• TASK DIRECTIONS
Quote precisely the final stretch of the listing: start at the line containing "types for convenience" and stop after the last line.

----

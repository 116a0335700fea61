//! # Zeus SDK
//!
//! Rust SDK for the Zeus logs, metrics and alerts service.
//!
//! ## Quick Start
//!
//! ```rust,no_run
//! use zeus_sdk::{DataPoint, Log, LogList, Series, ZeusClient, ZeusResult};
//!
//! #[tokio::main]
//! async fn main() -> ZeusResult<()> {
//!     // Build client
//!     let client = ZeusClient::builder()
//!         .base_url("https://api.ciscozeus.io")
//!         .token("your-token")
//!         .build()?;
//!
//!     let bucket = client.bucket("org1/bucket1");
//!
//!     // Send logs
//!     let logs = LogList::new("syslog").with_log(Log::new().with("message", "hello"));
//!     let stored = bucket.logs().post(&logs).await?;
//!     println!("Stored {} logs", stored);
//!
//!     // Send metric points
//!     let series = Series::new("cpu")
//!         .with_columns(["user", "system"])
//!         .with_point(DataPoint::new(vec![12.5, 3.0]));
//!     bucket.metrics().post(&series).await?;
//!
//!     Ok(())
//! }
//! ```
//!
//! ## Querying metrics
//!
//! ```rust,no_run
//! use zeus_sdk::{Aggregator, MetricValuesQuery, ZeusClient};
//!
//! # async fn example() -> zeus_sdk::ZeusResult<()> {
//! let client = ZeusClient::builder()
//!     .base_url("https://api.ciscozeus.io")
//!     .token("your-token")
//!     .build()?;
//!
//! let query = MetricValuesQuery::new("cpu")
//!     .aggregate(Aggregator::Mean, "user")
//!     .group_interval("1m");
//!
//! let series = client.bucket("org1/bucket1").metrics().values(&query).await?;
//! for point in &series.points {
//!     println!("{:?} {:?}", point.timestamp, point.values);
//! }
//! # Ok(())
//! # }
//! ```

pub mod api;
pub mod client;
pub mod config;
pub mod error;
pub mod transport;

// Re-export main client
pub use client::{Bucket, ZeusClient, ZeusClientBuilder};
pub use config::ClientConfig;
pub use error::{ZeusError, ZeusResult};

pub use api::{
    Aggregator, AlertsApi, LogPage, LogQuery, LogsApi, MetricNamesQuery, MetricValuesQuery,
    MetricsApi, TrigalertsApi,
};

// Re-export core types for convenience
pub use zeus_core::{
    Alert, AlertId, ColumnarResponse, DataPoint, DecodedPoint, DecodedSeriesMap, Log, LogList,
    LogValue, MetricEncoding, Series,
};
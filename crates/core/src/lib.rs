// Core types and the metric wire codec for the Zeus client

pub mod alert;
pub mod codec;
pub mod log;
pub mod series;

pub use alert::{Alert, AlertId};
pub use codec::{DecodeError, EncodeError, MetricEncoding};
pub use log::{Log, LogError, LogList, LogValue};
pub use series::{ColumnarResponse, DataPoint, DecodedPoint, DecodedSeriesMap, Series};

----

• EXERCISE RESPONSE
// Re-export core types for convenience
pub use zeus_core::{
    Alert, AlertId, ColumnarResponse, DataPoint, DecodedPoint, DecodedSeriesMap, Log, LogList,
    LogValue, MetricEncoding, Series,
};
filename crates/core/src/lib.rs
// Core types and the metric wire codec for the Zeus client

pub mod alert;
pub mod codec;
pub mod log;
pub mod series;

pub use alert::{Alert, AlertId};
pub use codec::{DecodeError, EncodeError, MetricEncoding};
pub use log::{Log, LogError, LogList, LogValue};
pub use series::{ColumnarResponse, DataPoint, DecodedPoint, DecodedSeriesMap, Series};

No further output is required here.